Speakers like Christine Ahn, who founded Women Cross DMZ. In 2015, she led 30 international women peacemakers across the DMZ from North Korea to South Korea, bringing together 10,000 women on both sides of the DMZ.
“When women are involved in the peace process,” Ahn said, “it leads to a peace agreement.”
That thought was echoed by Michelle Nunn, the CEO of CARE. “Women and girls are the pivotal forces for change,” she said. “If women participated in the economy to the same degree as men, that would raise the global economy by $28 trillion by 2025. We cannot achieve peace without the full participation of women.”
Nunn pointed to the four areas of CARE’s focus: healthy mothers and children; food and nutrition, where they work with women farmers; education and work for girls and women; and emergency response.
“We are at a pivotal and historic moment,” Nunn said. “We have the moral imperative, the will and the capacity to end extreme poverty.”
She quoted a figure reiterated by many at the conference: “Today there are the most refugees on the planet since WWII. More than 70,000,000 have been forcibly displaced.”
Second District Supervisor Janice Rutherford presented Westervelt with a resolution recognizing the peace conference.
“When people have hope, they can dream, they can work for peace, they can achieve positive things in their lives. Without hope comes tragedy.
“Grow hope, build peace,” Rutherford said.
Mary Ann Peters, the former U.S. ambassador to Bangladesh, told the audience that “peace must be fought for and won.”
The CEO of The Carter Center outlined 10 things to keep in mind about peace. “Peace is much more than the absence of war but the war must end first,” she said. “Waging peace can be hard and dangerous work.”
She noted that the U.S. is currently at war with seven countries. “Because they take place somewhere else, we feel at peace and pay little attention to the suffering they create.
“The wrong people are brought to the negotiating table,” Peters said. “The men with the guns. We need to bring women to the table.”
Dr. Fozia Alvi, who was nominated for the 2019 Nobel Peace Prize, spoke with great emotion about the Rohingya genocide. “It shook my soul – I was horrified as a woman, a doctor and especially as a mother.”

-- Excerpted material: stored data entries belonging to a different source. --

//! Error types for `sitesmith`.
//!
//! One top-level error enum aggregates the failure modes of the migration
//! pipeline and maps each to a process exit code.

use std::path::PathBuf;
use thiserror::Error;

/// Exit codes for `sitesmith` CLI operations.
///
/// These codes follow Unix conventions.
pub struct ExitCode;

impl ExitCode {
    /// Successful execution
    pub const SUCCESS: i32 = 0;

    /// General error
    pub const ERROR: i32 = 1;

    /// Input error (missing root, undecodable file, malformed record)
    pub const INPUT_ERROR: i32 = 2;

    /// I/O error (file not found, permission denied)
    pub const IO_ERROR: i32 = 3;

    /// Usage error (invalid arguments, missing required options)
    pub const USAGE_ERROR: i32 = 64;
}

/// Top-level error type for `sitesmith` operations.
#[derive(Debug, Error)]
pub enum SitesmithError {
    /// A configured input root directory does not exist.
    #[error("input root not found: {path}")]
    MissingRoot {
        /// The missing directory.
        path: PathBuf,
    },

    /// A legacy source file is neither valid UTF-8 nor valid Windows-1252.
    #[error("cannot decode {path} as UTF-8 or Windows-1252")]
    Decode {
        /// Path to the undecodable file.
        path: PathBuf,
    },

    /// A legacy JSON record does not have a recognizable shape.
    #[error("unexpected JSON structure in {path}: {message}")]
    RecordShape {
        /// Path to the offending JSON file.
        path: PathBuf,
        /// What was wrong with it.
        message: String,
    },

    /// I/O error
    #[error("I/O error: {0}")]
    Io(#[from] std::io::Error),

    /// JSON parse or serialization error
    #[error("JSON error: {0}")]
    Json(#[from] serde_json::Error),
}

impl SitesmithError {
    /// Returns the appropriate exit code for this error.
    #[must_use]
    pub const fn exit_code(&self) -> i32 {
        match self {
            Self::MissingRoot { .. } | Self::Decode { .. } | Self::RecordShape { .. } => {
                ExitCode::INPUT_ERROR
            }
            Self::Io(_) => ExitCode::IO_ERROR,
            Self::Json(_) => ExitCode::INPUT_ERROR,
        }
    }
}

#[cfg(test)]
mod tests {
    use super::*;

    #[test]
    fn missing_root_maps_to_input_error() {
        let err = SitesmithError::MissingRoot {
            path: PathBuf::from("/nope"),
        };
        assert_eq!(err.exit_code(), ExitCode::INPUT_ERROR);
    }

    #[test]
    fn io_maps_to_io_error() {
        let err = SitesmithError::Io(std::io::Error::other("boom"));
        assert_eq!(err.exit_code(), ExitCode::IO_ERROR);
    }

    #[test]
    fn decode_error_names_the_file() {
        let err = SitesmithError::Decode {
            path: PathBuf::from("old/alma.json"),
        };
        assert!(err.to_string().contains("alma.json"));
    }
}
//! `sitesmith` - Static-site migration tools for legacy JSX+JSON trees
//!
//! This library converts a legacy React-era content tree (JSON page records
//! plus JSX analysis components) into self-contained static entity
//! directories, and repairs mojibake in already-published output.

pub mod build;
pub mod cli;
pub mod entity;
pub mod error;
pub mod extract;
pub mod fixup;
pub mod group;
pub mod logging;
pub mod markup;
pub mod pipeline;
pub mod record;
pub mod score;
pub mod text;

This ethnic minority in Myanmar is considered to be second-class citizens. They have, Dr. Alvi said, no education, no access to their own crops. “They have nothing – no clothing, food, water or healthcare. There is a loss of human potential because they are denied access to education.

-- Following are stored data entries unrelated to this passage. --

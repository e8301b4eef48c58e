//! Embedded-markup to HTML conversion.
//!
//! Legacy analysis blocks are written in a JSX-like dialect: `className=`
//! attributes, `style={{ … }}` objects, `{/* … */}` comments, and a handful
//! of structural quirks. This module rewrites one extracted fragment into an
//! HTML fragment suitable for injection into a page, without attempting to
//! be a general JSX parser; only the patterns the legacy corpus actually
//! uses are supported.

use std::sync::LazyLock;

use regex::{Captures, Regex};

use crate::text;

static CLASSNAME_RE: LazyLock<Regex> =
    LazyLock::new(|| Regex::new(r"\bclassName=").expect("valid regex"));

static STYLE_RE: LazyLock<Regex> =
    LazyLock::new(|| Regex::new(r"style=\{\{([^}]*)\}\}").expect("valid regex"));

static REQUIRE_RE: LazyLock<Regex> =
    LazyLock::new(|| Regex::new(r#"src=\{require\(['"]([^'"]*)['"]\)\}"#).expect("valid regex"));

static COMMENT_RE: LazyLock<Regex> =
    LazyLock::new(|| Regex::new(r"(?s)\{/\*.*?\*/\}").expect("valid regex"));

static BR_RE: LazyLock<Regex> = LazyLock::new(|| Regex::new(r"<br\s*/>").expect("valid regex"));

static KEBAB_RE: LazyLock<Regex> =
    LazyLock::new(|| Regex::new(r"([a-z0-9])([A-Z])").expect("valid regex"));

static STYLE_KEY_RE: LazyLock<Regex> =
    LazyLock::new(|| Regex::new(r"^[A-Za-z_][A-Za-z0-9_]*$").expect("valid regex"));

// Legacy sources spell the left-margin pseudo-attribute several ways
// (marginLeft, marginleft, margin-left, margin_left) and use both
// `key: value` and `key="value"` forms inside a tag.
static MARGIN_QUOTED_RE: LazyLock<Regex> = LazyLock::new(|| {
    Regex::new(r#"(?i)<([a-z][a-z0-9]*)([^>]*?)\s*margin[-_]?left\s*[:=]\s*["']([^"'>]*)["']([^>]*)>"#)
        .expect("valid regex")
});

static MARGIN_BARE_RE: LazyLock<Regex> = LazyLock::new(|| {
    Regex::new(r#"(?i)<([a-z][a-z0-9]*)([^>]*?)\s*margin[-_]?left\s*[:=]\s*([^"'\s>]+)([^>]*)>"#)
        .expect("valid regex")
});

static KEY_INSIGHTS_RE: LazyLock<Regex> = LazyLock::new(|| {
    Regex::new(r"(?is)<(?:b|strong)\b[^>]*>\s*key\s+insights\s*</(?:b|strong)>\s*(?:<br\s*/?>\s*){1,4}")
        .expect("valid regex")
});

static OUTER_P_RE: LazyLock<Regex> =
    LazyLock::new(|| Regex::new(r"(?is)^<p(?:\s[^>]*)?>(.*)</p>$").expect("valid regex"));

static P_TAG_RE: LazyLock<Regex> =
    LazyLock::new(|| Regex::new(r"(?i)</?p\b").expect("valid regex"));

static HAS_P_RE: LazyLock<Regex> =
    LazyLock::new(|| Regex::new(r"(?i)<p[\s>]").expect("valid regex"));

static OUTER_TAG_RE: LazyLock<Regex> = LazyLock::new(|| {
    Regex::new(r"(?is)^<([a-z][a-z0-9]*)((?:\s[^>]*)?)>(.*)</([a-z][a-z0-9]*)>$")
        .expect("valid regex")
});

static EMPTY_P_RE: LazyLock<Regex> =
    LazyLock::new(|| Regex::new(r"(?is)<p(?:\s[^>]*)?>\s*</p>").expect("valid regex"));

static DOUBLE_CLOSE_RE: LazyLock<Regex> =
    LazyLock::new(|| Regex::new(r"(?i)</p>\s*</p>").expect("valid regex"));

static DOUBLE_OPEN_RE: LazyLock<Regex> =
    LazyLock::new(|| Regex::new(r"(?i)<p>\s*<p>").expect("valid regex"));

static ORPHAN_CLOSE_RE: LazyLock<Regex> = LazyLock::new(|| {
    Regex::new(r"(?i)^(<[a-z][a-z0-9]*(?:\s[^>]*)?>)\s*</p>").expect("valid regex")
});

/// Convert a camelCase style key to its CSS kebab-case form.
#[must_use]
pub fn kebab_case(name: &str) -> String {
    KEBAB_RE.replace_all(name, "$1-$2").to_lowercase()
}

/// Convert the body of a `style={{ … }}` object into inline CSS.
///
/// Splits on commas outside quotes; each `key: value` pair has its key
/// kebab-cased and its value unwrapped of surrounding quotes. Tokens that do
/// not look like a pair are dropped.
#[must_use]
pub fn convert_style_object(style_obj: &str) -> String {
    let mut parts = Vec::new();
    for token in split_outside_quotes(style_obj.trim(), ',') {
        let token = token.trim();
        if token.is_empty() {
            continue;
        }
        let Some((key, raw_val)) = token.split_once(':') else {
            continue;
        };
        let key = key.trim();
        if !STYLE_KEY_RE.is_match(key) {
            continue;
        }
        let mut val = raw_val.trim();
        if val.len() >= 2
            && ((val.starts_with('\'') && val.ends_with('\''))
                || (val.starts_with('"') && val.ends_with('"')))
        {
            val = &val[1..val.len() - 1];
        }
        parts.push(format!("{}: {};", kebab_case(key), val));
    }
    parts.join(" ")
}

/// Convert one embedded-markup fragment into an HTML fragment.
///
/// Applies the textual conversion passes in order, then the structural
/// repair passes. Repairs are idempotent: converting an already-converted
/// fragment is a no-op.
#[must_use]
pub fn convert_fragment(fragment: &str) -> String {
    let mut out = text::repair_mojibake(fragment);

    out = CLASSNAME_RE.replace_all(&out, "class=").into_owned();
    out = STYLE_RE
        .replace_all(&out, |caps: &Captures<'_>| {
            format!("style=\"{}\"", convert_style_object(&caps[1]))
        })
        .into_owned();
    out = REQUIRE_RE.replace_all(&out, "src=\"$1\"").into_owned();
    out = COMMENT_RE.replace_all(&out, "").into_owned();
    out = out.replace("{' '}", " ");
    out = BR_RE.replace_all(&out, "<br>").into_owned();
    out = out.trim().to_owned();

    out = fix_margin_attrs(&out);
    out = replace_key_insights(&out);
    out = unwrap_nested_paragraph(&out);
    out = ensure_paragraph(&out);
    out = cleanup_paragraphs(&out);

    out.trim().to_owned()
}

/// Split on `sep` at positions not enclosed in single or double quotes.
fn split_outside_quotes(s: &str, sep: char) -> Vec<String> {
    let mut parts = Vec::new();
    let mut current = String::new();
    let mut in_single = false;
    let mut in_double = false;
    for c in s.chars() {
        match c {
            '\'' if !in_double => {
                in_single = !in_single;
                current.push(c);
            }
            '"' if !in_single => {
                in_double = !in_double;
                current.push(c);
            }
            c if c == sep && !in_single && !in_double => {
                parts.push(std::mem::take(&mut current));
            }
            c => current.push(c),
        }
    }
    parts.push(current);
    parts
}

/// Rewrite a tag carrying a legacy left-margin pseudo-attribute to carry a
/// proper `style="margin-left: <value>;"` attribute instead.
fn fix_margin_attrs(fragment: &str) -> String {
    let repl = |caps: &Captures<'_>| {
        // An odd number of quotes before the pseudo-attribute means we are
        // inside a quoted attribute value (e.g. a real style="margin-left:…"),
        // not looking at a bare pseudo-attribute.
        let pre_raw = &caps[2];
        if pre_raw.matches('"').count() % 2 == 1 || pre_raw.matches('\'').count() % 2 == 1 {
            return caps[0].to_owned();
        }
        let tag = &caps[1];
        let pre = caps[2].trim_end();
        let val = caps[3].trim().trim_end_matches(';');
        let post = caps[4].trim();
        let mut attrs = pre.to_owned();
        if !post.is_empty() {
            attrs.push(' ');
            attrs.push_str(post);
        }
        format!("<{tag}{attrs} style=\"margin-left: {val};\">")
    };
    let out = MARGIN_QUOTED_RE.replace_all(fragment, repl);
    MARGIN_BARE_RE.replace_all(&out, repl).into_owned()
}

/// Replace a bold "Key Insights" marker plus trailing line breaks with a
/// paragraph boundary and a "Suggested application" heading.
fn replace_key_insights(fragment: &str) -> String {
    KEY_INSIGHTS_RE
        .replace_all(fragment, "</p>\n<h3>Suggested application</h3>\n<p>")
        .into_owned()
}

/// Unwrap an outer `<p>` that illegally contains nested paragraph tags.
///
/// Only fires when the inner content genuinely opens its own paragraphs; a
/// plain `<p>text</p>` fragment is left untouched. Content whose first
/// paragraph token is a close tag is not nested but adjacent (`<p>A</p>
/// <p>B</p>`), so that is left untouched too.
fn unwrap_nested_paragraph(fragment: &str) -> String {
    let trimmed = fragment.trim();
    if let Some(caps) = OUTER_P_RE.captures(trimmed) {
        let inner = &caps[1];
        if has_nested_paragraph(inner) {
            return inner.trim().to_owned();
        }
    }
    fragment.to_owned()
}

fn has_nested_paragraph(inner: &str) -> bool {
    let mut depth: i32 = 0;
    let mut opened = false;
    for m in P_TAG_RE.find_iter(inner) {
        if m.as_str().starts_with("</") {
            depth -= 1;
            if depth < 0 {
                return false;
            }
        } else {
            depth += 1;
            opened = true;
        }
    }
    opened && depth >= 0
}

/// Wrap the fragment's inner content in a synthetic paragraph pair when no
/// paragraph tag exists at all, so the fragment stays valid when injected.
fn ensure_paragraph(fragment: &str) -> String {
    if HAS_P_RE.is_match(fragment) {
        return fragment.to_owned();
    }
    let trimmed = fragment.trim();
    if let Some(caps) = OUTER_TAG_RE.captures(trimmed) {
        let (open_name, close_name) = (&caps[1], &caps[4]);
        if open_name.eq_ignore_ascii_case(close_name) {
            return format!(
                "<{}{}><p>{}</p></{}>",
                &caps[1],
                &caps[2],
                caps[3].trim(),
                &caps[4]
            );
        }
    }
    format!("<p>{trimmed}</p>")
}

/// Collapse empty paragraph pairs, doubled boundaries, and an orphaned
/// close tag right after the fragment's outer open tag.
fn cleanup_paragraphs(fragment: &str) -> String {
    let mut out = fragment.to_owned();
    loop {
        let mut next = EMPTY_P_RE.replace_all(&out, "").into_owned();
        next = DOUBLE_CLOSE_RE.replace_all(&next, "</p>").into_owned();
        next = DOUBLE_OPEN_RE.replace_all(&next, "<p>").into_owned();
        next = ORPHAN_CLOSE_RE.replace(&next, "$1").into_owned();
        if next == out {
            return out;
        }
        out = next;
    }
}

“Sometimes I feel my efforts are meaningless,” Dr. Alvi said. “I have been talking about this for two-and-a-half years and it’s still going on. But a friend told me that every effort makes a difference. The victims know that someone cares.”

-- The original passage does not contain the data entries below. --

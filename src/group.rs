//! Grouping of scattered legacy records into entity groups.
//!
//! Records for one person are spread over several JSON files under a shared
//! folder. The grouping anchor is the first path segment under a tier or
//! category root (or the file stem when the file sits directly under the
//! root). The anchor is only a grouping key; the canonical entity id is
//! chosen later by scoring.

use std::collections::BTreeMap;
use std::path::{Path, PathBuf};

use tracing::warn;
use walkdir::WalkDir;

use crate::entity::{Category, Tier};
use crate::record::{self, LegacyRecord};

/// Person groups keyed by (tier, anchor), in sorted key order.
pub type PeopleGroups = BTreeMap<(Tier, String), Vec<LegacyRecord>>;

/// Concept/influence groups keyed by (category, anchor), in sorted key order.
pub type ItemGroups = BTreeMap<(Category, String), Vec<LegacyRecord>>;

/// Collect every `*.json` file under `root`, in a deterministic order.
fn json_files(root: &Path) -> Vec<PathBuf> {
    WalkDir::new(root)
        .sort_by_file_name()
        .into_iter()
        .filter_map(Result::ok)
        .filter(|e| e.file_type().is_file())
        .filter(|e| {
            e.path()
                .extension()
                .is_some_and(|ext| ext.eq_ignore_ascii_case("json"))
        })
        .map(walkdir::DirEntry::into_path)
        .collect()
}

/// Collect every `*-analysis.js` file under `root`, in a deterministic order.
#[must_use]
pub fn analysis_files(root: &Path) -> Vec<PathBuf> {
    WalkDir::new(root)
        .sort_by_file_name()
        .into_iter()
        .filter_map(Result::ok)
        .filter(|e| e.file_type().is_file())
        .filter(|e| {
            e.file_name()
                .to_str()
                .is_some_and(|name| name.ends_with("-analysis.js"))
        })
        .map(walkdir::DirEntry::into_path)
        .collect()
}

/// The grouping anchor for a record file under `root`: the first relative
/// path segment when the file sits in a subfolder, else the file stem.
fn anchor_for(root: &Path, path: &Path) -> String {
    let rel = path.strip_prefix(root).unwrap_or(path);
    let mut components = rel.components();
    let first = components.next();
    if components.next().is_some() {
        first.map_or_else(String::new, |c| c.as_os_str().to_string_lossy().into_owned())
    } else {
        path.file_stem()
            .map_or_else(String::new, |s| s.to_string_lossy().into_owned())
    }
}

/// Group person records from the tier roots by (tier, anchor).
///
/// Records that fail to load are skipped with a warning; the walk
/// continues. Returns the groups and the number of skipped records.
#[must_use]
pub fn group_people(tier_roots: &[(Tier, PathBuf)]) -> (PeopleGroups, usize) {
    let mut groups = PeopleGroups::new();
    let mut skipped = 0;

    for (tier, root) in tier_roots {
        if !root.exists() {
            continue;
        }
        for json_path in json_files(root) {
            match record::load_legacy_record(&json_path) {
                Ok(rec) => {
                    let anchor = anchor_for(root, &json_path);
                    groups.entry((*tier, anchor)).or_default().push(rec);
                }
                Err(e) => {
                    warn!(path = %json_path.display(), error = %e, "skipping unreadable record");
                    skipped += 1;
                }
            }
        }
    }

    (groups, skipped)
}

/// Group concept/influence records from the category roots by
/// (category, anchor). Same skip-and-continue behavior as [`group_people`].
#[must_use]
pub fn group_items(category_roots: &[(Category, PathBuf)]) -> (ItemGroups, usize) {
    let mut groups = ItemGroups::new();
    let mut skipped = 0;

    for (category, root) in category_roots {
        if !root.exists() {
            continue;
        }
        for json_path in json_files(root) {
            match record::load_legacy_record(&json_path) {
                Ok(rec) => {
                    let anchor = anchor_for(root, &json_path);
                    groups.entry((*category, anchor)).or_default().push(rec);
                }
                Err(e) => {
                    warn!(path = %json_path.display(), error = %e, "skipping unreadable record");
                    skipped += 1;
                }
            }
        }
    }

    (groups, skipped)
}

#[cfg(test)]
mod tests {
    use super::*;
    use std::fs;
    use tempfile::TempDir;

    fn write(root: &Path, rel: &str, content: &str) {
        let path = root.join(rel);
        fs::create_dir_all(path.parent().unwrap()).unwrap();
        fs::write(path, content).unwrap();
    }

    #[test]
    fn anchor_is_first_segment_or_file_stem() {
        let root = Path::new("/data/Major speakers");
        assert_eq!(
            anchor_for(root, Path::new("/data/Major speakers/abinadi/trial.json")),
            "abinadi"
        );
        assert_eq!(
            anchor_for(root, Path::new("/data/Major speakers/zeniff.json")),
            "zeniff"
        );
    }

    #[test]
    fn records_grouped_by_tier_and_anchor() {
        let tmp = TempDir::new().unwrap();
        let major = tmp.path().join("Major speakers");
        write(&major, "abinadi/abinadi.json", r#"{"speakers":[{"name":"Abinadi"}]}"#);
        write(&major, "abinadi/trial.json", r#"{"speakers":[{"name":"Trial"}]}"#);
        write(&major, "zeniff.json", r#"{"speakers":[{"name":"Zeniff"}]}"#);

        let (groups, skipped) = group_people(&[(Tier::Major, major)]);
        assert_eq!(skipped, 0);
        assert_eq!(groups.len(), 2);
        let abinadi = &groups[&(Tier::Major, "abinadi".to_owned())];
        assert_eq!(abinadi.len(), 2);
    }

    #[test]
    fn malformed_record_skipped_not_fatal() {
        let tmp = TempDir::new().unwrap();
        let major = tmp.path().join("Major speakers");
        write(&major, "bad/broken.json", "{not json");
        write(&major, "bad/good.json", r#"{"name":"Fine"}"#);

        let (groups, skipped) = group_people(&[(Tier::Major, major)]);
        assert_eq!(skipped, 1);
        assert_eq!(groups[&(Tier::Major, "bad".to_owned())].len(), 1);
    }

    #[test]
    fn missing_root_yields_no_groups() {
        let (groups, skipped) = group_people(&[(Tier::Minor, PathBuf::from("/nonexistent"))]);
        assert!(groups.is_empty());
        assert_eq!(skipped, 0);
    }

    #[test]
    fn analysis_files_filtered_by_suffix() {
        let tmp = TempDir::new().unwrap();
        let root = tmp.path();
        write(root, "a/alma-analysis.js", "x");
        write(root, "a/alma.json", "{}");
        write(root, "a/notes.js", "x");

        let files = analysis_files(root);
        assert_eq!(files.len(), 1);
        assert!(files[0].ends_with("alma-analysis.js"));
    }
}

Actress Patricia Heaton talked about her work as a World Vision celebrity ambassador. On her trips to Zambia, Rwanda, Jordan and Uganda, she has seen poverty, Heaton said. “But I also see people making a difference. Clean water is a huge issue – everything stems from that. Girls need enough time in their day for education. They can’t do that if they spend time fetching water.
“Clean water is the foundation that needs to be paid for everything else to happen.
“If you get a chance to visit any of these places,” Heaton added, “you realize we’re all exactly the same. We have different languages, different cultures but we’re all human beings. The world becomes a small place and everyone is your neighbor.”
Other speakers in the general sessions addressed the need to make peace be for everyone, not just a chosen few; the need to eliminate all nuclear weapons; the necessity to help people be kinder to one another and accept one another’s differences; and the important role of mediation.
“The goal of this conference,” said Westervelt, “is not to listen and go home. If Rotary can take on polio, let’s end human trafficking, domestic violence, child abuse, children being bullied and taking their own lives.
“Let’s work together to put these projects in our schools, communities and homes. There is no reason to see violence in our communities.”